Exercise directions
In the data below, find the line containing "filename src/notify/mod.rs", then set down that line and every later line up to and including the line containing "task. Delivery is", exactly.

(Collected data)
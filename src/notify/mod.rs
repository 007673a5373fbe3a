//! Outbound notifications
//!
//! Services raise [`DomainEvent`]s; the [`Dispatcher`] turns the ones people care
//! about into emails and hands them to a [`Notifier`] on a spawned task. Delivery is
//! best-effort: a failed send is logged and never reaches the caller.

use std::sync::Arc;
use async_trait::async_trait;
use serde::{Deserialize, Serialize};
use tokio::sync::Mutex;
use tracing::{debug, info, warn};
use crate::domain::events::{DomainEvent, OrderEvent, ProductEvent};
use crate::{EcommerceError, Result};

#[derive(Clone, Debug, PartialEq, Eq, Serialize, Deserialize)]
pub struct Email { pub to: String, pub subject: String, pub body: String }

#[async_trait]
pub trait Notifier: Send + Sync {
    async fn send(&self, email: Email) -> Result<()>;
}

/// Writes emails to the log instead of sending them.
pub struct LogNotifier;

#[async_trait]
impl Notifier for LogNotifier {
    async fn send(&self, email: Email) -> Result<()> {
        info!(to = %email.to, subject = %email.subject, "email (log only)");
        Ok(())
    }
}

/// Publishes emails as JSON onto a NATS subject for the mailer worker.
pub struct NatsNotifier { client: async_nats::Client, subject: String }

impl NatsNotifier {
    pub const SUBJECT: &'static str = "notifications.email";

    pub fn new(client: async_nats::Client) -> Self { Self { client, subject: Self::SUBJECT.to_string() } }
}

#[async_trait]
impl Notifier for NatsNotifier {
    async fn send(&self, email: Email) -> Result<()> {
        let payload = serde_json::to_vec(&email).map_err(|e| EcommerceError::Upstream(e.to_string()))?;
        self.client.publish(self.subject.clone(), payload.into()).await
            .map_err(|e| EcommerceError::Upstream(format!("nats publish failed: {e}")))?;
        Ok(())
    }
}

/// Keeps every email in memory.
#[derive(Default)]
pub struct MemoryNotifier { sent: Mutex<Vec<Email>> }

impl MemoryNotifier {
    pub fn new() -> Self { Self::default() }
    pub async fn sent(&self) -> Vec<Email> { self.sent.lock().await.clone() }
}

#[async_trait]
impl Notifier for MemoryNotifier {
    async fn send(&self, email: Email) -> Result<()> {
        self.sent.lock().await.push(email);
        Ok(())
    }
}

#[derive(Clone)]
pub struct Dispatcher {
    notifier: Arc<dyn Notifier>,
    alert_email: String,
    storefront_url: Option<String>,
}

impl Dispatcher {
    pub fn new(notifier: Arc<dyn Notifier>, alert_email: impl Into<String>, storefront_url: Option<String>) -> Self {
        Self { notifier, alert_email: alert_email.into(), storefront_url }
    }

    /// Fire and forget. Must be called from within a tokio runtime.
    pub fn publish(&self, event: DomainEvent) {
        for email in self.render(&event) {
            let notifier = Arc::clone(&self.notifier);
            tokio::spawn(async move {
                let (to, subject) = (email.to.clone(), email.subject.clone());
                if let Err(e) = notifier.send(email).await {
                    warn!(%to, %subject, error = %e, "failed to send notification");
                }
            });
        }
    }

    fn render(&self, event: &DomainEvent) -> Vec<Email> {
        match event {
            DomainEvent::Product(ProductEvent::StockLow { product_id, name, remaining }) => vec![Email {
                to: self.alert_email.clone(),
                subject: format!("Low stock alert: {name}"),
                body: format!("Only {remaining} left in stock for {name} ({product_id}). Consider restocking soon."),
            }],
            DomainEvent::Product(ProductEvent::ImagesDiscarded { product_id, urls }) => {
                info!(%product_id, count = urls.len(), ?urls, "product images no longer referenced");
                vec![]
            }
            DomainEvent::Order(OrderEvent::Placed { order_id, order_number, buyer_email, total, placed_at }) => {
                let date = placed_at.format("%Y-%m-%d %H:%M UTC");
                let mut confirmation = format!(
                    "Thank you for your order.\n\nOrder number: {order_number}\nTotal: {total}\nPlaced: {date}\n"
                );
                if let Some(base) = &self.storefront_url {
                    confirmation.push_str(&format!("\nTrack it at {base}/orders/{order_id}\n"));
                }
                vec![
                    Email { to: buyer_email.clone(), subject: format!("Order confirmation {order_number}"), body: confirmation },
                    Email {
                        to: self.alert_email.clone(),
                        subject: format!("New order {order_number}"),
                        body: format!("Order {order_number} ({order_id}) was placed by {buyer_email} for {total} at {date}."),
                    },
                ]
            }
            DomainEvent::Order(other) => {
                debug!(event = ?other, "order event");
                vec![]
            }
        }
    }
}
==
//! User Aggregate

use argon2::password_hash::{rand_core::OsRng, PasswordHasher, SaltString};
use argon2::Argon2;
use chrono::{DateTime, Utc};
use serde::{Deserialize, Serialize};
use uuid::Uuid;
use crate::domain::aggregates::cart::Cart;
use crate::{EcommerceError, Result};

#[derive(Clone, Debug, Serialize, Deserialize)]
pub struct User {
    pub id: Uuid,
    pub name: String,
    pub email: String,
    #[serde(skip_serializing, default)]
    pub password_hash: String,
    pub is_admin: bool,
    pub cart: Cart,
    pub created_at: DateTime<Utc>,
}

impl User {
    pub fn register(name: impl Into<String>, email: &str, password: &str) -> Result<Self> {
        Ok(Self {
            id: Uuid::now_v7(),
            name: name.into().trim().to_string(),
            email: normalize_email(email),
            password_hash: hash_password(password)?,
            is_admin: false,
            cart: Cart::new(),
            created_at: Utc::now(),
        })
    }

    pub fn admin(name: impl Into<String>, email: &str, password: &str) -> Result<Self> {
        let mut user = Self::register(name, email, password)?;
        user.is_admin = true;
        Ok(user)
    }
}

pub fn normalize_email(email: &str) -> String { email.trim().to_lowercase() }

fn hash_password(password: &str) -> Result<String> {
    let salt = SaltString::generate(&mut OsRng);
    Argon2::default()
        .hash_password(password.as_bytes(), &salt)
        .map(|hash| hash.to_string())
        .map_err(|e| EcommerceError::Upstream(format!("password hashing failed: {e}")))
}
==
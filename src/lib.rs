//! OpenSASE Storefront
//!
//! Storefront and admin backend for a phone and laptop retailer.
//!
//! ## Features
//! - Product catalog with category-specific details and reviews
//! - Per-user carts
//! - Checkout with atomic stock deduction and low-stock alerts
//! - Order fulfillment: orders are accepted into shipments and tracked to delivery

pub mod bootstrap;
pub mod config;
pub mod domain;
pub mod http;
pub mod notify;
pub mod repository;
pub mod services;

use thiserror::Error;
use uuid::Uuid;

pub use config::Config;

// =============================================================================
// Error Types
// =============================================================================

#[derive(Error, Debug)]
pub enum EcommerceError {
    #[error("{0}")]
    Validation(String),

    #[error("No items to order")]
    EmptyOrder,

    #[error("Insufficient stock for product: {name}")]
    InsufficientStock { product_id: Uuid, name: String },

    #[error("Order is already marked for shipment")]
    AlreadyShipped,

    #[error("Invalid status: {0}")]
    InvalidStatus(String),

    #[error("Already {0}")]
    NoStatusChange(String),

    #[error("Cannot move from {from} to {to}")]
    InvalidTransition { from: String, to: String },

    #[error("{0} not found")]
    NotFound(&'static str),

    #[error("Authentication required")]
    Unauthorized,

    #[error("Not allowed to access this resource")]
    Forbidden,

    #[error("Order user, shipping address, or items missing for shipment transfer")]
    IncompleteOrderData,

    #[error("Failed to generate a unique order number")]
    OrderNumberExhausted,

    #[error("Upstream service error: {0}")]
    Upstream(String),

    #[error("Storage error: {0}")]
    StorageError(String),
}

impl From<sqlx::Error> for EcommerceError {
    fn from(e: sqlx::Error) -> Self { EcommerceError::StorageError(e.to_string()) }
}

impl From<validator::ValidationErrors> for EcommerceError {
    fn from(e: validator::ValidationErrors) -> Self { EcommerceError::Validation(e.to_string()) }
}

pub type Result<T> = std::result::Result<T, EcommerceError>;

Solution to this problem
filename src/notify/mod.rs
repository 007673a5373fbe3a
//! Outbound notifications
//!
//! Services raise [`DomainEvent`]s; the [`Dispatcher`] turns the ones people care
//! about into emails and hands them to a [`Notifier`] on a spawned task. Delivery is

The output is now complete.